Task =
Print the material underneath in full, keeping every line exactly as it is.

### Supplied data

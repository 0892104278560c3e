//! Publisher Factory
//!
//! Wires the orchestrator to its production infrastructure.
//! This is the dependency injection point for the binary.

use std::sync::Arc;

use crate::application::Publisher;
use crate::domain::ports::{CommandRunner, PublishEventSink};
use crate::infrastructure::{
    ConsoleEventSink, JsonEventSink, MinifierTransformer, SshConnector, SystemCommandRunner,
};

/// Event sink for the chosen output format
pub fn create_event_sink(json: bool) -> Arc<dyn PublishEventSink> {
    if json {
        Arc::new(JsonEventSink::stdout())
    } else {
        Arc::new(ConsoleEventSink::stdout())
    }
}

/// Create a publisher with all production dependencies
///
/// The build and the SSH sessions share one process runner.
pub fn create_publisher(json: bool) -> Publisher {
    let runner: Arc<dyn CommandRunner> = Arc::new(SystemCommandRunner::new());
    Publisher::new(
        runner.clone(),
        Arc::new(MinifierTransformer),
        Arc::new(SshConnector::new(runner)),
    )
    .with_events(create_event_sink(json))
}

######

Task output =
repository 0892104278560c3e
//! Publisher Factory
//!
//! Wires the orchestrator to its production infrastructure.
//! This is the dependency injection point for the binary.

use std::sync::Arc;

use crate::application::Publisher;
use crate::domain::ports::{CommandRunner, PublishEventSink};
use crate::infrastructure::{
    ConsoleEventSink, JsonEventSink, MinifierTransformer, SshConnector, SystemCommandRunner,
};

/// Event sink for the chosen output format
pub fn create_event_sink(json: bool) -> Arc<dyn PublishEventSink> {
    if json {
        Arc::new(JsonEventSink::stdout())
    } else {
        Arc::new(ConsoleEventSink::stdout())
    }
}

/// Create a publisher with all production dependencies
///
/// The build and the SSH sessions share one process runner.
pub fn create_publisher(json: bool) -> Publisher {
    let runner: Arc<dyn CommandRunner> = Arc::new(SystemCommandRunner::new());
    Publisher::new(
        runner.clone(),
        Arc::new(MinifierTransformer),
        Arc::new(SshConnector::new(runner)),
    )
    .with_events(create_event_sink(json))
}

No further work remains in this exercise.